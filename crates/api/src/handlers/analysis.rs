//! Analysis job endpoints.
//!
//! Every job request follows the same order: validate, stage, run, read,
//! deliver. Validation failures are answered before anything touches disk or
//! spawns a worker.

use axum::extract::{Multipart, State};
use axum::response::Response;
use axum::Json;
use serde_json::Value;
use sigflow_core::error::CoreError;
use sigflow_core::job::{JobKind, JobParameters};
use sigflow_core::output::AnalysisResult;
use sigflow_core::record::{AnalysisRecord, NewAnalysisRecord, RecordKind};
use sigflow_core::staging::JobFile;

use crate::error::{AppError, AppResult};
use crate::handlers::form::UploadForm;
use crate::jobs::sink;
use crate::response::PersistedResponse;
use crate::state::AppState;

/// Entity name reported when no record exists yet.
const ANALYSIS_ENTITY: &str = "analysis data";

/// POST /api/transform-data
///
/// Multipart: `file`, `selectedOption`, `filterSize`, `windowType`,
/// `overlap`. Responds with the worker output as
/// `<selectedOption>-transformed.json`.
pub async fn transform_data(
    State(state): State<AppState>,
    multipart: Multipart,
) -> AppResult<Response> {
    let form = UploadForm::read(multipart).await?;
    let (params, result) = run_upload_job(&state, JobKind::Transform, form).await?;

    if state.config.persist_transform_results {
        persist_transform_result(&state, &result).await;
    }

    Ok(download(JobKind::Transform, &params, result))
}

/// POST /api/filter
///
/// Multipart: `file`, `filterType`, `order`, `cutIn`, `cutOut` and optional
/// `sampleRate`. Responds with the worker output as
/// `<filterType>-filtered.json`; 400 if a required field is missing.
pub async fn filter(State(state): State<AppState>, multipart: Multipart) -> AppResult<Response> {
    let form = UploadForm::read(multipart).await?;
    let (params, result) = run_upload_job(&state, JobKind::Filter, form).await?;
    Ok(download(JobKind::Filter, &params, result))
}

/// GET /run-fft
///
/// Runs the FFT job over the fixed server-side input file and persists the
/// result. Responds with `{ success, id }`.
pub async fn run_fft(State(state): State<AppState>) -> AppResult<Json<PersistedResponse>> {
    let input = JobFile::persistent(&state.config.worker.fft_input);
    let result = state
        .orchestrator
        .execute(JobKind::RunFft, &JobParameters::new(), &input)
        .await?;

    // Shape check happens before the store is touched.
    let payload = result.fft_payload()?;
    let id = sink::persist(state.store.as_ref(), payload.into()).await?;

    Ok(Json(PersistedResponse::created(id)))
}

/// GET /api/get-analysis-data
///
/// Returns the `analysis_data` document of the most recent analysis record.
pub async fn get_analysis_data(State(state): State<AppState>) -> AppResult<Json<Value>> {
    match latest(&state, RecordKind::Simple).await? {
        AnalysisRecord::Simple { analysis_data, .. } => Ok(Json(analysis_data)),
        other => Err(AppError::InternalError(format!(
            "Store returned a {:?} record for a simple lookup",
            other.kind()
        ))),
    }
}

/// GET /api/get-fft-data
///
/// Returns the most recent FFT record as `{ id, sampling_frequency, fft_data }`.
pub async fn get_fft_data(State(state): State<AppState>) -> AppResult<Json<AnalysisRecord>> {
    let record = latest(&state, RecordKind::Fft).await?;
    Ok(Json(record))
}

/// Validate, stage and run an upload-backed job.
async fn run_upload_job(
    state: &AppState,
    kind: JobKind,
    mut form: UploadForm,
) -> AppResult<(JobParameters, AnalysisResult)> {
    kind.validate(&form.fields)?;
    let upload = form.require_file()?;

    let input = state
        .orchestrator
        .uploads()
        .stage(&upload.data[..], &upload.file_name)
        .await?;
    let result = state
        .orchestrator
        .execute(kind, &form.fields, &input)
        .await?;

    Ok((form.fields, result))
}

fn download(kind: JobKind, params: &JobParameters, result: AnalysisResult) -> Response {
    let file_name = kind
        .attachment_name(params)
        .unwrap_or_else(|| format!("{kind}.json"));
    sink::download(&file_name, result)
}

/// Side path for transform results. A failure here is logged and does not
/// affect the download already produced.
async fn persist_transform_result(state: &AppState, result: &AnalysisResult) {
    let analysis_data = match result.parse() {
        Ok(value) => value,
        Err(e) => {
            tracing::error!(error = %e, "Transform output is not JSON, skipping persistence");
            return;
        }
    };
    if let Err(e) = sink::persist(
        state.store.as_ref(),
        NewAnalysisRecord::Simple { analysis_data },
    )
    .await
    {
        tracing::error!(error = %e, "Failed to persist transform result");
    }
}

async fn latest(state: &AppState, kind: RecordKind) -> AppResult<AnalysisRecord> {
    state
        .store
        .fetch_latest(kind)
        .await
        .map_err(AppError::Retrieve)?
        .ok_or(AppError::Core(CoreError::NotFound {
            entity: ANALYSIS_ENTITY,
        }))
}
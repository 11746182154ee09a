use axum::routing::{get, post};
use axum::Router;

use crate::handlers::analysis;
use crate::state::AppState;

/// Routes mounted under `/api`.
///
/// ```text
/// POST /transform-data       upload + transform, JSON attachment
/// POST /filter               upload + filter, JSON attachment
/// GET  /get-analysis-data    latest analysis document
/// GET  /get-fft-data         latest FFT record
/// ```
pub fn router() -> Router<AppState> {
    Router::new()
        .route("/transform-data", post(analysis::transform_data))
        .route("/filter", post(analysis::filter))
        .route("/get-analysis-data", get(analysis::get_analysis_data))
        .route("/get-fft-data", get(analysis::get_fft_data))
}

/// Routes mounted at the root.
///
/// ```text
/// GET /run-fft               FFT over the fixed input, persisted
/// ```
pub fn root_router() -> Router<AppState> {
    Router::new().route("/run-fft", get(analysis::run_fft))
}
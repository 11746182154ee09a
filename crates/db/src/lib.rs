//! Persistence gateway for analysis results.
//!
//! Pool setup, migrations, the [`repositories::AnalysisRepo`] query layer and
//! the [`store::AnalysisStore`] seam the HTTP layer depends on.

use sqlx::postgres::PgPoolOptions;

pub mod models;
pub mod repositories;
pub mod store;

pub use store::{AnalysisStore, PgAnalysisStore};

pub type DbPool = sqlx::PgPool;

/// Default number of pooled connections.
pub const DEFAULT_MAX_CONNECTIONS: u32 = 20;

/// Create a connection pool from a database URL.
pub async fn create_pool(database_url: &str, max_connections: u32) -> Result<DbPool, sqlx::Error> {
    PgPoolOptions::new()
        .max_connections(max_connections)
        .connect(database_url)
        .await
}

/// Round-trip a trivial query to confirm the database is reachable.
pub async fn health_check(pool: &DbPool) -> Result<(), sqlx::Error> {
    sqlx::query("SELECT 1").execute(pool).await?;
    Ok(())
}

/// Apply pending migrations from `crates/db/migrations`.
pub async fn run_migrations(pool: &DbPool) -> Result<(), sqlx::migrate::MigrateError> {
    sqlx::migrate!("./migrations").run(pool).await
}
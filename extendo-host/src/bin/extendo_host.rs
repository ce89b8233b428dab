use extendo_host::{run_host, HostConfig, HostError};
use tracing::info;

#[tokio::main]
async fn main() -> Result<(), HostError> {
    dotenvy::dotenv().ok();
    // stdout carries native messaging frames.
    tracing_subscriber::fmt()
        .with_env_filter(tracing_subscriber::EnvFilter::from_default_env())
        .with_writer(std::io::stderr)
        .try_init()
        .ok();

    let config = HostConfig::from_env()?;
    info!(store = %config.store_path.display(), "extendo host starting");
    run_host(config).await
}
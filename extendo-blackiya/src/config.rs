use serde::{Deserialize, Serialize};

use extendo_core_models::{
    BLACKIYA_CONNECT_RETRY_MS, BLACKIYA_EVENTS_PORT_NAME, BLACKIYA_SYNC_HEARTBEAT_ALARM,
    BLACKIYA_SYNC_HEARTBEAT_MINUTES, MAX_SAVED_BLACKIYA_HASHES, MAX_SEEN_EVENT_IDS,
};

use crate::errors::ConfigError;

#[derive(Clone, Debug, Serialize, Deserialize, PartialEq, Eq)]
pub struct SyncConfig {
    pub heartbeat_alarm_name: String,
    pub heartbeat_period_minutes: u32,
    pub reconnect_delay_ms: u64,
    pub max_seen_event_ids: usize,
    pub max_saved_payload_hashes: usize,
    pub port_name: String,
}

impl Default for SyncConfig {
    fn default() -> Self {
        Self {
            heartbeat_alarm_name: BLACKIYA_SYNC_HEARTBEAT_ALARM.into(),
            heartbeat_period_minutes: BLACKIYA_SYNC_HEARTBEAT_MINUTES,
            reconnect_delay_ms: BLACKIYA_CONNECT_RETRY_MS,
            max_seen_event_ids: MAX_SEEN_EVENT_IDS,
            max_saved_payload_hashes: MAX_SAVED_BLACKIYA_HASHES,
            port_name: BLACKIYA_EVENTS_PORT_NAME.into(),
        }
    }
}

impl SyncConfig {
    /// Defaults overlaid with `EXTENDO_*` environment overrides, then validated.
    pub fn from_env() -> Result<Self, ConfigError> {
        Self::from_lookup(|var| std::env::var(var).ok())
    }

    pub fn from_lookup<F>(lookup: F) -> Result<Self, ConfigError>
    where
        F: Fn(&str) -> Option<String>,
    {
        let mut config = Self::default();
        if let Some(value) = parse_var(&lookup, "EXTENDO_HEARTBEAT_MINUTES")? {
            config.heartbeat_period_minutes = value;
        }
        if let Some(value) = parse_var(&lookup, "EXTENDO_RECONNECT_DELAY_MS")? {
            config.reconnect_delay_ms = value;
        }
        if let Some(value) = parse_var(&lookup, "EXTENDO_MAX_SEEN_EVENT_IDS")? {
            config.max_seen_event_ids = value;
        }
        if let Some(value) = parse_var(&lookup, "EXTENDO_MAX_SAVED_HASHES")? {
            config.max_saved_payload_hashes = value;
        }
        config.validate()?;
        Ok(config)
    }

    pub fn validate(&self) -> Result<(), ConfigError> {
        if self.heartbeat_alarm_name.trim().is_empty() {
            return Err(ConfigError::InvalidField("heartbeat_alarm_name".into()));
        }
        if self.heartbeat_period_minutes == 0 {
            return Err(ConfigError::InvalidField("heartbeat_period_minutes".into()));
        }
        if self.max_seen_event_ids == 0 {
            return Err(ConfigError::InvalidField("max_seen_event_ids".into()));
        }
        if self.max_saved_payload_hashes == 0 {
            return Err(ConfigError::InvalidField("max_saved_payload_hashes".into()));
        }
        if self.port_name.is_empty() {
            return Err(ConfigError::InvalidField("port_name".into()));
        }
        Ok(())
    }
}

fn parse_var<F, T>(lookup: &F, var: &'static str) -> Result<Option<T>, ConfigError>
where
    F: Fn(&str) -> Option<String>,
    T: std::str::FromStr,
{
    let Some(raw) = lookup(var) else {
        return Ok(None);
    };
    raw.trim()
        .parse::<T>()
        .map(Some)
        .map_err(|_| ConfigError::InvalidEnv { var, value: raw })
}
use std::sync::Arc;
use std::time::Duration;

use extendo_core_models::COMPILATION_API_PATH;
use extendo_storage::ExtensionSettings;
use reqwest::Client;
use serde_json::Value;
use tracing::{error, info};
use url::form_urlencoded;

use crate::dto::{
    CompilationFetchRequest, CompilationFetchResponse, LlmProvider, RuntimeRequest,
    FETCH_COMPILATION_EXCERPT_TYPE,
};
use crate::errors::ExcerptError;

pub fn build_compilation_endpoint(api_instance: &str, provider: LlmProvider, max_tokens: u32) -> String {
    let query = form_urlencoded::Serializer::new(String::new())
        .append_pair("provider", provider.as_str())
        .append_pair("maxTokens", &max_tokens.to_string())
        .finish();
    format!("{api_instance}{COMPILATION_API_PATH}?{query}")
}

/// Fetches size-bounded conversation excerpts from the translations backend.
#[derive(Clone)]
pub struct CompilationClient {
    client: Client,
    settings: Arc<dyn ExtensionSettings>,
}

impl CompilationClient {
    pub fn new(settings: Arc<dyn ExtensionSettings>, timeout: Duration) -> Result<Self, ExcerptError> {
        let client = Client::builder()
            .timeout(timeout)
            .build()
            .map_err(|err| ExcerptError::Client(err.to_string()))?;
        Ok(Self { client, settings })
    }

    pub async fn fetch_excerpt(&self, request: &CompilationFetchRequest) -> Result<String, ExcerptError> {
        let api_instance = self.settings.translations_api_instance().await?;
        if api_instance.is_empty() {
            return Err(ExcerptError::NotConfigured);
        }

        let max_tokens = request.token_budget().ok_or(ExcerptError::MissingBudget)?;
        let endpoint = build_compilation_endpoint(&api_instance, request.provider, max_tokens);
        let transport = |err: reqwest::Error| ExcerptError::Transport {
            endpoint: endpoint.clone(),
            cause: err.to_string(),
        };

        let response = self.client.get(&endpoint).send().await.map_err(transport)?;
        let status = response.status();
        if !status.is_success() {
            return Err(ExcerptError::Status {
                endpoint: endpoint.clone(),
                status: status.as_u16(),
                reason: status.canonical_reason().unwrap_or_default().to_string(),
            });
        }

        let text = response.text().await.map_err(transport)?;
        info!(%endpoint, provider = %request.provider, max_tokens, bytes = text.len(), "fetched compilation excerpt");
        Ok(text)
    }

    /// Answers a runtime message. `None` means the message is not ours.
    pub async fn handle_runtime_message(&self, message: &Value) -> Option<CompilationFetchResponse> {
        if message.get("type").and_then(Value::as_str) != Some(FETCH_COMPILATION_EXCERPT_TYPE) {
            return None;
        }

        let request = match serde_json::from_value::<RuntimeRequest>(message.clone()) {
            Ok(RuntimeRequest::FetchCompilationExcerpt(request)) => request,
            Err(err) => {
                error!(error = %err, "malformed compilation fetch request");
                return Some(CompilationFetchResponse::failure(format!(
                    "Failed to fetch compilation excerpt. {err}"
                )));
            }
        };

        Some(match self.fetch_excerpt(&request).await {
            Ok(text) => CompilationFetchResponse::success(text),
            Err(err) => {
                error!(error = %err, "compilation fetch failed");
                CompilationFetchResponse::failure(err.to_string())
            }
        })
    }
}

REQUIREMENT: From the start of the data to the line that holds "use sigflow_core::error::CoreError;", retype each line exactly, with both ends included.

ANSWER TO THE PROBLEM:
filename crates/api/src/handlers/analysis.rs
//! Analysis job endpoints.
//!
//! Every job request follows the same order: validate, stage, run, read,
//! deliver. Validation failures are answered before anything touches disk or
//! spawns a worker.

use axum::extract::{Multipart, State};
use axum::response::Response;
use axum::Json;
use serde_json::Value;
use sigflow_core::error::CoreError;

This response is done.